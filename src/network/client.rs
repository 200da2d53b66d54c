//! Client session
//!
//! State machine:
//! ```text
//! Disconnected --connect--> Connecting --writable--> Connected --I/O error--> Disconnected
//!                               |                      |   ^
//!                       refused |        no ack / idle |   | reconnected
//!                               v                      v   |
//!                             Failed <--out of retries-- Reconnecting
//! ```
//!
//! A request whose header goes unanswered (timeout, hangup, or an ack
//! saying the server dropped us for idleness) is resent on a fresh
//! connection from `Reconnecting`, at most `max_retries` times. A failed
//! connect or an exhausted resend budget leaves the session `Failed`; the
//! next request starts over from there just as from `Disconnected`.

use std::io;
use std::net::{IpAddr, SocketAddr};
use std::os::unix::io::AsRawFd;
use std::time::Instant;

use mio::net::TcpStream;
use tracing::{debug, warn};

use super::connection::{Connection, Fill};
use super::{wait_fd, Interest};
use crate::config::ClientConfig;
use crate::error::{Error, ErrorCode, Result};
use crate::protocol::payload::read_status;
use crate::protocol::{Ack, Action, DecodeError, Decoder, MessageHeader, ACK_SIZE, HEADER_SIZE};

/// Largest response this client will allocate for.
const MAX_RESPONSE_LEN: u64 = 1 << 30;

#[derive(Debug, Clone, Copy, PartialEq, Eq)]
pub enum SessionState {
    Disconnected,
    Connecting,
    Connected,
    /// Resending a request on a fresh connection.
    Reconnecting,
    Failed,
}

fn transport_error(e: io::Error, what: &'static str) -> Error {
    match e.kind() {
        io::ErrorKind::TimedOut => Error::Timeout(what),
        io::ErrorKind::UnexpectedEof
        | io::ErrorKind::ConnectionReset
        | io::ErrorKind::BrokenPipe
        | io::ErrorKind::NotConnected => Error::HangUp,
        _ => Error::Io(e),
    }
}

pub struct ClientSession {
    addr: SocketAddr,
    config: ClientConfig,
    conn: Option<Connection>,
    state: SessionState,
}

impl ClientSession {
    pub fn new(ip: IpAddr, config: ClientConfig) -> Self {
        Self {
            addr: SocketAddr::new(ip, config.port),
            config,
            conn: None,
            state: SessionState::Disconnected,
        }
    }

    pub fn state(&self) -> SessionState {
        self.state
    }

    pub fn addr(&self) -> SocketAddr {
        self.addr
    }

    pub fn config(&self) -> &ClientConfig {
        &self.config
    }

    fn close(&mut self) {
        if let Some(conn) = self.conn.take() {
            debug!(peer = %self.addr, "closing connection");
            conn.shutdown();
        }
    }

    pub fn disconnect(&mut self) {
        self.close();
        self.state = SessionState::Disconnected;
    }

    /// Non-blocking connect, polled until writable or `connect_timeout`.
    pub fn connect(&mut self) -> Result<()> {
        self.close();
        if self.state != SessionState::Reconnecting {
            self.state = SessionState::Connecting;
        }
        match self.open() {
            Ok(conn) => {
                debug!(peer = %self.addr, "connected");
                self.conn = Some(conn);
                self.state = SessionState::Connected;
                Ok(())
            }
            Err(e) => {
                warn!(peer = %self.addr, error = %e, "connect failed");
                self.state = SessionState::Failed;
                Err(e)
            }
        }
    }

    /// Drop the connection ahead of a resend, or give up once `retries`
    /// has used the whole budget.
    fn begin_resend(&mut self, retries: &mut u32) -> bool {
        self.close();
        if *retries < self.config.max_retries {
            *retries += 1;
            self.state = SessionState::Reconnecting;
            true
        } else {
            self.state = SessionState::Failed;
            false
        }
    }

    fn open(&self) -> Result<Connection> {
        let stream = TcpStream::connect(self.addr)?;
        let deadline = Instant::now() + self.config.connect_timeout;
        loop {
            let left = deadline
                .checked_duration_since(Instant::now())
                .filter(|d| !d.is_zero())
                .ok_or(Error::Timeout("connect"))?;
            if !wait_fd(stream.as_raw_fd(), Interest::Write, left)? {
                continue;
            }
            if let Some(e) = stream.take_error()? {
                return Err(Error::Io(e));
            }
            match stream.peer_addr() {
                Ok(_) => break,
                Err(e) if e.kind() == io::ErrorKind::NotConnected => continue,
                Err(e) => return Err(Error::Io(e)),
            }
        }
        Ok(Connection::new(stream)?)
    }

    fn conn(&mut self) -> Result<&mut Connection> {
        self.conn.as_mut().ok_or(Error::HangUp)
    }

    /// Write the header and wait for its ack.
    fn exchange_header(&mut self, header: &[u8; HEADER_SIZE]) -> io::Result<Ack> {
        let conn = self
            .conn
            .as_mut()
            .ok_or_else(|| io::Error::from(io::ErrorKind::NotConnected))?;
        conn.write_all_timeout(header, self.config.io_timeout)?;
        let mut raw = [0u8; ACK_SIZE];
        conn.read_exact_timeout(&mut raw, self.config.ack_timeout)?;
        Ok(Ack::decode(&raw))
    }

    /// Send one request. Reconnects as needed and resends the header when
    /// the ack does not arrive or says the server dropped us as idle.
    pub fn send_message(&mut self, action: Action, payload: &[u8]) -> Result<()> {
        let header = MessageHeader::new(action, payload.len()).encode();
        let mut retries = 0;
        loop {
            if self.conn.is_none() {
                self.connect()?;
            }
            let ack = match self.exchange_header(&header) {
                Ok(ack) => ack,
                Err(e) => {
                    if self.begin_resend(&mut retries) {
                        debug!(peer = %self.addr, ?action, error = %e, retries, "no ack, resending");
                        continue;
                    }
                    return Err(transport_error(e, "ack"));
                }
            };
            if ack.code == ErrorCode::SERVER_CLOSED_IDLE_CLIENT {
                if self.begin_resend(&mut retries) {
                    debug!(peer = %self.addr, ?action, retries, "server closed idle connection, resending");
                    continue;
                }
                return Err(Error::op(ack.code, ack.code.describe()));
            }
            if !ack.code.is_success() {
                self.disconnect();
                return Err(Error::op(ack.code, ack.code.describe()));
            }
            if !payload.is_empty() {
                self.write_all(payload)?;
            }
            return Ok(());
        }
    }

    /// Read a response to `action`. The payload is returned still wrapped
    /// in its status word.
    pub fn recv_message(&mut self, action: Action) -> Result<Vec<u8>> {
        let mut raw = [0u8; HEADER_SIZE];
        self.read_exact(&mut raw)?;
        let header = MessageHeader::decode(&raw);
        if !header.is_valid() {
            self.disconnect();
            return Err(Error::Protocol(format!(
                "invalid magic response from {}",
                self.addr.ip()
            )));
        }
        if header.action != Action::NotImplemented as u16 && header.action != action as u16 {
            self.disconnect();
            return Err(Error::Protocol(format!(
                "invalid action response {} from {}",
                header.action,
                self.addr.ip()
            )));
        }
        if header.payload_len > MAX_RESPONSE_LEN {
            self.disconnect();
            return Err(Error::Protocol(format!(
                "response of {} bytes from {}",
                header.payload_len,
                self.addr.ip()
            )));
        }
        let mut payload = vec![0u8; header.payload_len as usize];
        self.read_exact(&mut payload)?;
        if header.action == Action::NotImplemented as u16 {
            return Err(Error::NotImplemented);
        }
        Ok(payload)
    }

    /// Unwrap a response payload. Error responses carrying force_shutdown
    /// and malformed payloads drop the connection.
    pub fn decode_response<T>(
        &mut self,
        payload: &[u8],
        decode: impl FnOnce(&mut Decoder<'_>) -> std::result::Result<T, DecodeError>,
    ) -> Result<T> {
        let mut dec = Decoder::new(payload);
        let result = read_status(&mut dec).and_then(|()| decode(&mut dec).map_err(Error::from));
        if let Err(e) = &result {
            if e.force_shutdown() || matches!(e, Error::Decode(_)) {
                self.disconnect();
            }
        }
        result
    }

    /// One request/response round trip.
    pub fn request(&mut self, action: Action, payload: &[u8]) -> Result<Vec<u8>> {
        self.send_message(action, payload)?;
        self.recv_message(action)
    }

    /// Block for the intermediate ack of a streamed upload.
    pub fn recv_ack(&mut self) -> Result<Ack> {
        let mut raw = [0u8; ACK_SIZE];
        self.read_exact(&mut raw)?;
        Ok(Ack::decode(&raw))
    }

    /// Return an ack if one has fully arrived, without blocking.
    pub fn maybe_see_ack(&mut self) -> Result<Option<Ack>> {
        let conn = self.conn()?;
        let fill = match conn.try_fill() {
            Ok(fill) => fill,
            Err(e) => {
                self.disconnect();
                return Err(Error::Io(e));
            }
        };
        let conn = self.conn()?;
        if conn.buffered() >= ACK_SIZE {
            return self.recv_ack().map(Some);
        }
        if fill == Fill::Eof {
            self.disconnect();
            return Err(Error::HangUp);
        }
        Ok(None)
    }

    pub fn read_exact(&mut self, buf: &mut [u8]) -> Result<()> {
        let timeout = self.config.io_timeout;
        let r = self.conn()?.read_exact_timeout(buf, timeout);
        r.map_err(|e| {
            self.disconnect();
            transport_error(e, "response")
        })
    }

    pub fn write_all(&mut self, data: &[u8]) -> Result<()> {
        let timeout = self.config.io_timeout;
        let r = self.conn()?.write_all_timeout(data, timeout);
        r.map_err(|e| {
            self.disconnect();
            transport_error(e, "write")
        })
    }
}

impl Drop for ClientSession {
    fn drop(&mut self) {
        self.disconnect();
    }
}

#[cfg(test)]
mod tests {
    use super::*;
    use std::io::{Read, Write};
    use std::net::TcpListener;
    use std::thread;
    use std::time::Duration;

    fn config(port: u16) -> ClientConfig {
        ClientConfig {
            port,
            ack_timeout: Duration::from_millis(200),
            io_timeout: Duration::from_secs(5),
            ..Default::default()
        }
    }

    #[test]
    fn test_connect_refused() {
        let listener = TcpListener::bind("127.0.0.1:0").unwrap();
        let port = listener.local_addr().unwrap().port();
        drop(listener);
        let mut session = ClientSession::new("127.0.0.1".parse().unwrap(), config(port));
        assert!(session.connect().is_err());
        assert_eq!(session.state(), SessionState::Failed);
    }

    #[test]
    fn test_retries_are_bounded() {
        let listener = TcpListener::bind("127.0.0.1:0").unwrap();
        let port = listener.local_addr().unwrap().port();
        // answers every header with an idle-close ack
        let server = thread::spawn(move || {
            let mut served = 0;
            for stream in listener.incoming().take(4) {
                let mut stream = stream.unwrap();
                let mut header = [0u8; HEADER_SIZE];
                stream.read_exact(&mut header).unwrap();
                stream
                    .write_all(&Ack::new(ErrorCode::SERVER_CLOSED_IDLE_CLIENT).encode())
                    .unwrap();
                served += 1;
            }
            served
        });

        let mut session = ClientSession::new("127.0.0.1".parse().unwrap(), config(port));
        let err = session.send_message(Action::GetHomeDir, &[]).unwrap_err();
        assert_eq!(err.code(), ErrorCode::SERVER_CLOSED_IDLE_CLIENT);
        assert_eq!(session.state(), SessionState::Failed);
        assert_eq!(server.join().unwrap(), 4);
    }

    #[test]
    fn test_resend_recovers_after_idle_ack() {
        let listener = TcpListener::bind("127.0.0.1:0").unwrap();
        let port = listener.local_addr().unwrap().port();
        // drops the first connection as idle, acks the second
        let server = thread::spawn(move || {
            let mut streams = Vec::new();
            for (i, stream) in listener.incoming().take(2).enumerate() {
                let mut stream = stream.unwrap();
                let mut header = [0u8; HEADER_SIZE];
                stream.read_exact(&mut header).unwrap();
                let code = if i == 0 {
                    ErrorCode::SERVER_CLOSED_IDLE_CLIENT
                } else {
                    ErrorCode::SUCCESS
                };
                stream.write_all(&Ack::new(code).encode()).unwrap();
                streams.push(stream);
            }
            streams.len()
        });

        let mut session = ClientSession::new("127.0.0.1".parse().unwrap(), config(port));
        session.send_message(Action::GetHomeDir, &[]).unwrap();
        assert_eq!(session.state(), SessionState::Connected);
        assert_eq!(server.join().unwrap(), 2);
    }

    #[test]
    fn test_failed_reconnect_leaves_session_failed() {
        let listener = TcpListener::bind("127.0.0.1:0").unwrap();
        let port = listener.local_addr().unwrap().port();
        // one idle ack, then nobody is listening
        let server = thread::spawn(move || {
            let (mut stream, _) = listener.accept().unwrap();
            let mut header = [0u8; HEADER_SIZE];
            stream.read_exact(&mut header).unwrap();
            stream
                .write_all(&Ack::new(ErrorCode::SERVER_CLOSED_IDLE_CLIENT).encode())
                .unwrap();
        });

        let mut session = ClientSession::new("127.0.0.1".parse().unwrap(), config(port));
        assert!(session.send_message(Action::GetHomeDir, &[]).is_err());
        assert_eq!(session.state(), SessionState::Failed);
        server.join().unwrap();
    }

    #[test]
    fn test_bad_magic_drops_connection() {
        let listener = TcpListener::bind("127.0.0.1:0").unwrap();
        let port = listener.local_addr().unwrap().port();
        let server = thread::spawn(move || {
            let (mut stream, _) = listener.accept().unwrap();
            let mut header = [0u8; HEADER_SIZE];
            stream.read_exact(&mut header).unwrap();
            stream.write_all(&Ack::new(ErrorCode::SUCCESS).encode()).unwrap();
            stream.write_all(&[0xffu8; HEADER_SIZE]).unwrap();
        });

        let mut session = ClientSession::new("127.0.0.1".parse().unwrap(), config(port));
        let err = session.request(Action::GetHomeDir, &[]).unwrap_err();
        assert!(matches!(err, Error::Protocol(_)));
        assert_eq!(session.state(), SessionState::Disconnected);
        server.join().unwrap();
    }
}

Task directions: Would you restate exactly the lines of the material above, from its opening line through the line with "times. A failed", and output only those?

Answer to this task:
filename src/network/client.rs
repository 200da2d53b66d54c
//! Client session
//!
//! State machine:
//! ```text
//! Disconnected --connect--> Connecting --writable--> Connected --I/O error--> Disconnected
//!                               |                      |   ^
//!                       refused |        no ack / idle |   | reconnected
//!                               v                      v   |
//!                             Failed <--out of retries-- Reconnecting
//! ```
//!
//! A request whose header goes unanswered (timeout, hangup, or an ack
//! saying the server dropped us for idleness) is resent on a fresh
//! connection from `Reconnecting`, at most `max_retries` times. A failed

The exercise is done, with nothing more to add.